◆ **Required action**:
Below are some records; find each line that carries the word "FabParserError" and copy it.

◆ **Listed records**:
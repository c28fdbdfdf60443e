//! Expression parsing with operator precedence.
//!
//! Each precedence level is a separate parser, lowest first:
//!
//! 1. `or`, `xor`
//! 2. `and`
//! 3. `==`, `!=`
//! 4. `+`, `-`, `::`
//! 5. `*`, `/`
//! 6. unary `not`, `-`
//! 7. postfix call `f(...)`
//! 8. primary: literals, names, lists, records, conditionals, loops,
//!    functions, actions, file lists, compounds, type declarations

use std::rc::Rc;

use nom::branch::alt;
use nom::character::complete::char;
use nom::bytes::complete::{tag, take_while1};
use nom::combinator::{map, opt, value};
use nom::error::context;
use nom::multi::{many0, separated_list0, separated_list1};
use nom::sequence::{delimited, preceded};
use nom::{IResult, Parser};

use crate::ast::{
    ActionAst, ArgumentAst, BinaryAst, BinaryOperator, CallAst, CompoundAst, ConditionalAst,
    ExpressionAst, FileListAst, ForeachAst, FunctionAst, ListAst, NameReferenceAst, ParameterAst,
    RecordAst, TypeDeclarationAst, UnaryAst, UnaryOperator,
};
use crate::nom_tools::{cleanup, skip_ignored, NomSpan, Span};

use super::{
    assignment, filename_literal, identifier, keyword, string_literal, type_reference,
    value_definition, FabParserError,
};

type ExprResult<'base> = IResult<NomSpan<'base>, ExpressionAst, FabParserError<'base>>;

/// Parses a complete expression (lowest precedence level).
pub(crate) fn expression(input: NomSpan<'_>) -> ExprResult<'_> {
    or_level(input)
}

/// Folds a left-associative chain of binary operators at one precedence
/// level.
fn fold_binary<'base>(
    input: NomSpan<'base>,
    next: fn(NomSpan<'base>) -> ExprResult<'base>,
    op: fn(NomSpan<'base>) -> IResult<NomSpan<'base>, BinaryOperator, FabParserError<'base>>,
) -> ExprResult<'base> {
    let (mut rest, mut lhs) = next(input)?;

    loop {
        let mut op_parser = preceded(skip_ignored, op);
        let Ok((after_op, operator)) = op_parser.parse(rest.clone()) else {
            break;
        };

        let (after_rhs, rhs) = preceded(skip_ignored, next).parse(after_op)?;

        let span = lhs.span().merge(rhs.span());
        lhs = ExpressionAst::Binary(Box::new(BinaryAst {
            lhs,
            rhs,
            op: operator,
            span,
        }));
        rest = after_rhs;
    }

    Ok((rest, lhs))
}

fn or_level(input: NomSpan<'_>) -> ExprResult<'_> {
    fold_binary(input, and_level, |input| {
        alt((
            value(BinaryOperator::Or, keyword("or")),
            value(BinaryOperator::Xor, keyword("xor")),
        ))
        .parse(input)
    })
}

fn and_level(input: NomSpan<'_>) -> ExprResult<'_> {
    fold_binary(input, equality_level, |input| {
        value(BinaryOperator::And, keyword("and")).parse(input)
    })
}

fn equality_level(input: NomSpan<'_>) -> ExprResult<'_> {
    fold_binary(input, additive_level, |input| {
        alt((
            value(BinaryOperator::Equal, tag("==")),
            value(BinaryOperator::NotEqual, tag("!=")),
        ))
        .parse(input)
    })
}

◆ **Solution for this exercise**:
    value_definition, FabParserError,
type ExprResult<'base> = IResult<NomSpan<'base>, ExpressionAst, FabParserError<'base>>;
    op: fn(NomSpan<'base>) -> IResult<NomSpan<'base>, BinaryOperator, FabParserError<'base>>,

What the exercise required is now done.